The political climate is also turning against reporters.
Lopez Obrador (often called “AMLO” for his initials) addresses journalists and answers their questions for nearly two hours every weekday morning.
“It’s something unique in the world,” says CPJ’s Hootsen. “His predecessors hardly ever gave press conferences [and] they rarely took questions from the press.”
But some see the daily pressers are more of an agenda-setting apparatus than an accountability exercise. Fact-checkers from nongovernmental organisations report that less than 50 percent of what the president has said in his speeches during the last six months was true.
During his pressers, Lopez Obrador often dismisses critical reporters and their outlets as “fifis”, which is slang for “posh”. He also accuses them of supporting the “power mafia” – a term he coined to refer to previous administrations’ corrupt government officials and business executives.
In April, Juan Pardinas, editor-in-chief of the newspaper Reforma, was harassed and threatened online after Lopez Obrador criticised the newspaper’s reporting during a daily press briefing.
Lopez Obrador acknowledged the threats against Pardinas.

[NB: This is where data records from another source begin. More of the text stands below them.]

//! Startup configuration.
//!
//! Settings are read from the JSON file named by the `DOODLER_CONFIG`
//! environment variable. Without one, or if it cannot be used, the defaults
//! apply.
//!
//! ```json
//! {
//!   "default_style": { "color": "black", "width": 5.0, "opacity": 1.0 },
//!   "gestures": { "touch_slop": 8.0, "long_press_secs": 0.4 },
//!   "window": { "title": "Drawing Canvas", "width": 800.0, "height": 600.0 }
//! }
//! ```

use log::{info, warn};
use serde::{Deserialize, Serialize};
use std::fs;
use std::path::Path;

use crate::error::ConfigError;
use crate::input::GestureConfig;
use crate::style::{PaletteColor, StrokeStyle};

/// Environment variable holding the path of the config file
pub const CONFIG_ENV_VAR: &str = "DOODLER_CONFIG";

/// Style the first stroke is drawn with
#[derive(Debug, Clone, Copy, PartialEq, Serialize, Deserialize)]
#[serde(default)]
pub struct StyleConfig {
    pub color: PaletteColor,
    pub width: f32,
    pub opacity: f32,
}

impl Default for StyleConfig {
    fn default() -> Self {
        Self {
            color: PaletteColor::Black,
            width: 5.0,
            opacity: 1.0,
        }
    }
}

impl StyleConfig {
    pub fn to_style(&self) -> StrokeStyle {
        StrokeStyle::new(self.color.color(), self.width, self.opacity)
    }
}

#[derive(Debug, Clone, PartialEq, Serialize, Deserialize)]
#[serde(default)]
pub struct WindowConfig {
    pub title: String,
    pub width: f32,
    pub height: f32,
}

impl Default for WindowConfig {
    fn default() -> Self {
        Self {
            title: "Drawing Canvas".to_owned(),
            width: 800.0,
            height: 600.0,
        }
    }
}

#[derive(Debug, Clone, Default, PartialEq, Serialize, Deserialize)]
#[serde(default)] // missing sections fall back to their defaults
pub struct Config {
    pub default_style: StyleConfig,
    pub gestures: GestureConfig,
    pub window: WindowConfig,
}

impl Config {
    pub fn from_json(json: &str) -> Result<Self, ConfigError> {
        let config: Self = serde_json::from_str(json)?;
        config.validate()?;
        Ok(config)
    }

    pub fn load(path: &Path) -> Result<Self, ConfigError> {
        let json = fs::read_to_string(path).map_err(|source| ConfigError::Read {
            path: path.to_path_buf(),
            source,
        })?;
        Self::from_json(&json)
    }

    /// Load the file named by [`CONFIG_ENV_VAR`], falling back to defaults.
    pub fn load_or_default() -> Self {
        let Some(path) = std::env::var_os(CONFIG_ENV_VAR) else {
            return Self::default();
        };
        let path = Path::new(&path);
        match Self::load(path) {
            Ok(config) => {
                info!("Loaded config from {}", path.display());
                config
            }
            Err(err) => {
                warn!("{}; using default config", err);
                Self::default()
            }
        }
    }

    pub fn validate(&self) -> Result<(), ConfigError> {
        let style = &self.default_style;
        if !style.width.is_finite() || style.width <= 0.0 {
            return Err(invalid("default_style.width", format!("{} is not a positive width", style.width)));
        }
        if !(0.0..=1.0).contains(&style.opacity) {
            return Err(invalid("default_style.opacity", format!("{} is outside 0..=1", style.opacity)));
        }
        if !self.gestures.touch_slop.is_finite() || self.gestures.touch_slop < 0.0 {
            return Err(invalid("gestures.touch_slop", format!("{} is negative", self.gestures.touch_slop)));
        }
        if !self.gestures.long_press_secs.is_finite() || self.gestures.long_press_secs <= 0.0 {
            return Err(invalid(
                "gestures.long_press_secs",
                format!("{} is not a positive duration", self.gestures.long_press_secs),
            ));
        }
        if self.window.width <= 0.0 || self.window.height <= 0.0 {
            return Err(invalid(
                "window",
                format!("{}x{} is not a usable size", self.window.width, self.window.height),
            ));
        }
        Ok(())
    }
}

fn invalid(field: &'static str, reason: String) -> ConfigError {
    ConfigError::Invalid { field, reason }
}
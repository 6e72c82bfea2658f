use egui::{Color32, Sense};

use crate::DoodlerApp;
use crate::style::{Color, OPACITY_OPTIONS, PaletteColor, StrokeStyle, StyleUpdate, WIDTH_OPTIONS};

const SWATCH_SIZE: f32 = 40.0;

/// The style picker dialogs reachable from the top bar
#[derive(Debug, Clone, Copy, PartialEq, Eq)]
pub enum Picker {
    Color,
    BrushSize,
    Opacity,
}

impl Picker {
    pub fn title(self) -> &'static str {
        match self {
            Self::Color => "Select Color",
            Self::BrushSize => "Select Brush Size",
            Self::Opacity => "Select Opacity",
        }
    }
}

/// Show the open picker, if any. Picking an option applies it and closes the dialog.
pub fn picker_window(app: &mut DoodlerApp, ctx: &egui::Context) {
    let Some(picker) = app.open_picker() else {
        return;
    };

    let current = *app.session().current_style();
    let mut open = true;
    let mut selection = None;

    egui::Window::new(picker.title())
        .collapsible(false)
        .resizable(false)
        .anchor(egui::Align2::CENTER_CENTER, egui::Vec2::ZERO)
        .open(&mut open)
        .show(ctx, |ui| {
            selection = match picker {
                Picker::Color => color_options(ui, &current),
                Picker::BrushSize => size_options(ui, &current),
                Picker::Opacity => opacity_options(ui, &current),
            };
        });

    if let Some(update) = selection {
        app.select_style(update);
    } else if !open {
        app.close_picker();
    }
}

/// Outline the option matching the current style
fn mark_current(ui: &egui::Ui, rect: egui::Rect) {
    ui.painter()
        .rect_stroke(rect.expand(2.0), 4.0, ui.visuals().selection.stroke);
}

fn is_current_value(current: f32, option: f32) -> bool {
    (current - option).abs() <= f32::EPSILON
}

fn color_options(ui: &mut egui::Ui, current: &StrokeStyle) -> Option<StyleUpdate> {
    let mut selection = None;
    for row in PaletteColor::ALL.chunks(4) {
        ui.horizontal(|ui| {
            for palette_color in row {
                let (rect, response) =
                    ui.allocate_exact_size(egui::vec2(SWATCH_SIZE, SWATCH_SIZE), Sense::click());
                ui.painter()
                    .rect_filled(rect, 4.0, palette_color.color().to_color32(1.0));
                if palette_color.color() == current.color() {
                    mark_current(ui, rect);
                }
                if response.on_hover_text(palette_color.name()).clicked() {
                    selection = Some(StyleUpdate::color(palette_color.color()));
                }
            }
        });
    }
    selection
}

fn size_options(ui: &mut egui::Ui, current: &StrokeStyle) -> Option<StyleUpdate> {
    let mut selection = None;
    let width = ui.available_width().max(120.0);
    for size in WIDTH_OPTIONS {
        let (rect, response) = ui.allocate_exact_size(egui::vec2(width, size + 8.0), Sense::click());
        let bar = egui::Rect::from_center_size(rect.center(), egui::vec2(width, size));
        ui.painter().rect_filled(bar, 0.0, Color32::BLACK);
        if is_current_value(current.width(), size) {
            mark_current(ui, rect);
        }
        if response.on_hover_text(format!("{size}")).clicked() {
            selection = Some(StyleUpdate::width(size));
        }
    }
    selection
}

fn opacity_options(ui: &mut egui::Ui, current: &StrokeStyle) -> Option<StyleUpdate> {
    let mut selection = None;
    for alpha in OPACITY_OPTIONS {
        ui.horizontal(|ui| {
            let (rect, swatch) =
                ui.allocate_exact_size(egui::vec2(SWATCH_SIZE, SWATCH_SIZE), Sense::click());
            let fill = Color::BLACK.to_color32(alpha);
            ui.painter().rect_filled(rect, 0.0, fill);
            if is_current_value(current.opacity(), alpha) {
                mark_current(ui, rect);
            }

            let percentage = (alpha * 100.0) as u32;
            let label = ui.add(egui::Label::new(format!("{percentage}%")).sense(Sense::click()));
            if swatch.clicked() || label.clicked() {
                selection = Some(StyleUpdate::opacity(alpha));
            }
        });
    }
    selection
}
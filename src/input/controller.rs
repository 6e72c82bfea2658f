use log::trace;

use super::InputEvent;
use crate::session::DrawingSession;

/// Whether a drag is currently feeding a stroke
#[derive(Debug, Clone, Copy, PartialEq, Eq, Default)]
pub enum DragState {
    #[default]
    Idle,
    Dragging,
}

/// Drives a [`DrawingSession`] from pointer events.
///
/// Idle -> Dragging on pointer-down (begins a stroke), Dragging -> Dragging on
/// pointer-move (extends it), Dragging -> Idle on pointer-up (commits it).
/// A long press inverts the palette in either state without changing it.
/// Every other event is dropped.
#[derive(Debug, Default)]
pub struct InputController {
    state: DragState,
}

impl InputController {
    pub fn new() -> Self {
        Self::default()
    }

    pub fn state(&self) -> DragState {
        self.state
    }

    pub fn handle_event(&mut self, event: InputEvent, session: &mut DrawingSession) {
        match (self.state, event) {
            (DragState::Idle, InputEvent::PointerDown { position }) => {
                session.begin_stroke(position);
                self.state = DragState::Dragging;
            }
            (DragState::Dragging, InputEvent::PointerMove { position }) => {
                session.extend_stroke(position);
            }
            (DragState::Dragging, InputEvent::PointerUp) => {
                session.commit_stroke();
                self.state = DragState::Idle;
            }
            (_, InputEvent::LongPress) => session.invert_palette(),
            (state, event) => trace!("Ignoring {:?} while {:?}", event, state),
        }
    }

    pub fn handle_events(
        &mut self,
        events: impl IntoIterator<Item = InputEvent>,
        session: &mut DrawingSession,
    ) {
        for event in events {
            self.handle_event(event, session);
        }
    }
}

And a spokesperson for the president’s office told CPJ that the government was committed to ensuring Pardinas’s safety.
But the president has deflected criticism over such social media attacks onto his supporters.
“If you step out of line, you know what will happen,” AMLO told reporters in April shortly after journalist Jorge Ramos contradicted him about statistics on rising murder rates in Mexico. “But it won’t be me: It’s the people.”
A February study from Signa Lab at ITESO University reported there is unusual behaviour on Twitter after Lopez Obrador targets the media for criticisms – including “choir” bot accounts that retweet messages discrediting journalists, and outlets and dedicated “trolls” that harass the press.
“We noticed these accounts emerged around 8am during the president’s daily press briefings, and set the tendencies for what will be discussed throughout the day,” Rossana Reguillo, lead researcher at Signa Lab, told Al Jazeera.
“Our conclusion is that all these operations have successfully created a tendency for self-censorship,” she added.
Questioned by reporters about this study’s claims, Lopez Obrador said in March, “We’ll never be disrespectful towards the media, even less persecute anyone or restrict freedom of expression.”
“It’s good this study came out,” he continued. “But it is not true there’s a group promoted by us to defend ourselves against those who question or criticise us. There’s no such thing. We do not have bots.”
A handful of digital news outlets in Mexico such as Animal Politico and aristeguinoticias.com have tried to break dependence on government advertising. But they struggle to survive.
“Since there’s no real political opposition, I think it will be the business sector that will end up paying for critical journalism,” Mael Vallejo, senior editor at The Washington Post, told Al Jazeera.
Last year, before joining The Post, Vallejo led digital news startup Mexico.com, which achieved quick popularity with its team of prominent journalists creating original content tailored to younger audiences.
Vallejo says the idea behind the project was to provide high-quality journalism through a new business model. But only six months into the project, the startup’s owners stopped paying employees and sought government advertising. Mexico.com has lost more than half of its newsroom staff, and hasn’t updated its website since early July.
“Everyone is just waiting for the 4T [the ‘fourth transformation’, as Lopez Obrador calls his government’s vision] to turn on the tap,” says Vallejo, who believes Mexico’s media will not change its funding model. He believes newsrooms are just holding their breath until the president eventually releases the advertising funds.
In the meantime, Amezcua says she hasn’t been able to find a job after she was laid off in February. The same is true for many of her colleagues. “It had never been so difficult finding a job,” she says. “And I do consider we are victims of the 4T and of a president who holds a grudge against the media.”